Media magnate Rupert Murdoch discussed his multitude of publishing, television and film ventures at a meeting of the Chief Executives Club of Boston on Tuesday, and said the dramatic changes in his field have only made him eager to take on more challenges.
"I feel lucky to be in the media industry," said Murdoch, chairman and chief executive officer of The News Corp. Limited, which holds companies on three continents. "It is the most central, exciting and challenging industry one could be in at this time and we are engaged with millions of our fellow citizens every hour of every day."
The luncheon meeting, held at the Boston Harbor Hotel, was the latest in a series of forums co-organized by the Caroll School of Management for the exchange of ideas on business and management issues among Greater Boston's corporate leaders. Tuesday's event was hosted by Boston Herald President and Publisher Patrick Purcell (who bought the Herald from Murdoch) and was attended by a record crowd of more than 200 Chief Executives Club members and guests, including Gov. William Weld and University President J. Donald Monan, SJ.
Murdoch said his long-term ambitions are to produce better newspapers, films, magazines and cable TV channels, and improved techniques for covering sporting events. His plans include a full 24-hour news channel to challenge CNN, which he believes has become ideologically left-of-center in recent years. He also spoke on general issues regarding the media, such as its role in promoting violent or other anti-social behavior.
Murdoch's holdings include Fox Broadcasting Co., 20th Century Fox Films and the New York Post in the US, while in the United Kingdom his company owns the Sun and the Sunday Times newspapers, and British Sky Broadcasting, a satellite system that provides 28 channels to more than 4 million subscribers. Over the past few years, Murdoch said, he has positioned his company to become a leader in the emerging media marketplace that links entertainment, information and technology worldwide. Yet, despite the advent of such sophisticated networks, Murdoch said he is not about to abandon interest in newspapers, which he sees as the training ground for the visual arts.

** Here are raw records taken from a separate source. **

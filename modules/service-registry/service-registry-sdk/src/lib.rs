//! Service registry SDK
//!
//! Shared by the registry itself, by services that register with it, and by
//! the gateway that resolves service names through it.

pub mod api;
pub mod errors;
pub mod http_client;
pub mod models;
pub mod registration;
pub mod static_resolver;

pub use api::{RegistrationClient, ServiceResolver};
pub use errors::ServiceRegistryError;
pub use http_client::HttpRegistryClient;
pub use models::{InstanceStatus, NewInstance, ServiceInstance};
pub use registration::run_registration;
pub use static_resolver::StaticResolver;
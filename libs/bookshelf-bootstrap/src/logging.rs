use tracing_subscriber::{EnvFilter, fmt, layer::SubscriberExt, util::SubscriberInitExt};

use crate::config::{LogFormat, LoggingConfig};

/// Filter directive for the `-v` count; zero keeps the configured level.
fn level_for_verbosity(configured: &str, verbose: u8) -> &str {
    match verbose {
        0 => configured,
        1 => "info",
        2 => "debug",
        _ => "trace",
    }
}

/// Install the global subscriber.
///
/// `RUST_LOG` wins over both the configured level and `-v`.
/// Calling this twice is harmless: the second call only logs a debug line.
pub fn init_logging(cfg: &LoggingConfig, verbose: u8) {
    let level = level_for_verbosity(&cfg.level, verbose);
    let filter = EnvFilter::try_from_default_env().unwrap_or_else(|_| EnvFilter::new(level));

    let registry = tracing_subscriber::registry().with(filter);
    let result = match cfg.format {
        LogFormat::Json => registry
            .with(fmt::layer().json().with_current_span(true))
            .try_init(),
        LogFormat::Text => registry.with(fmt::layer().with_target(true)).try_init(),
    };

    if let Err(e) = result {
        tracing::debug!(error = %e, "global subscriber already installed");
    }
}

#[cfg(test)]
mod tests {
    use super::*;

    #[test]
    fn verbosity_overrides_config() {
        assert_eq!(level_for_verbosity("warn", 0), "warn");
        assert_eq!(level_for_verbosity("warn", 1), "info");
        assert_eq!(level_for_verbosity("warn", 2), "debug");
        assert_eq!(level_for_verbosity("warn", 7), "trace");
    }
}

Moving into a discussion of trends in broadcasting, Murdoch said predictions that cable television would sweep aside broadcast television have proven false. "Cable is growing and doing extremely well, but free television is still the only way to mass market goods in a competitive commercial society, as we have here," Murdoch said. "I believe we'll see free television prosper, so long as it remains fresh and entertaining."
Murdoch said the future in media technology is undoubtedly in digital signals, adding that he has reserved the necessary satellite space to expand his own operations in the future. Just that morning, he said, he had received word that News Corp.'s second satellite was launched in China. He also has operations in Indonesia - which is "made for digital transmissions," he said, with 1,100 islands and a population rivaling that of the US - and in India. His company will seek opportunities in Japan, continental Europe and Russia, as well as the music industry, he said.
Asked for his views on the media's responsibility in helping shape moral values, Murdoch said there is too much talk about violence in television, but expressed concern over the popularity of talk shows "looking for the freak of the day." Murdoch reviewed several recent movies containing violence, including "Goldeneye," which he nonetheless found to be "terrific fun." He said he walked out on "Casino," however, because he felt it to be "sinister."
Ultimately, Murdoch said, the public must decide for itself what is and is not acceptable to watch, because "the ramifications of government censorship would be disastrous." Consumer tastes and spending patterns play a large role in what types of movies are made, he said, predicting the release of more family-type movies like "Toy Story" in the future.
He also played down the potential negative impact of the gradual concentration of media enterprises among a relatively small number of corporations. Consumers now have the capacity to go around traditional media avenues to obtain news and other information, he said, and this will continue as more media-related technology becomes available.
"While an elite group of journalists have dominated the media over the past 30 years, the wheel is turning and things will change," he said.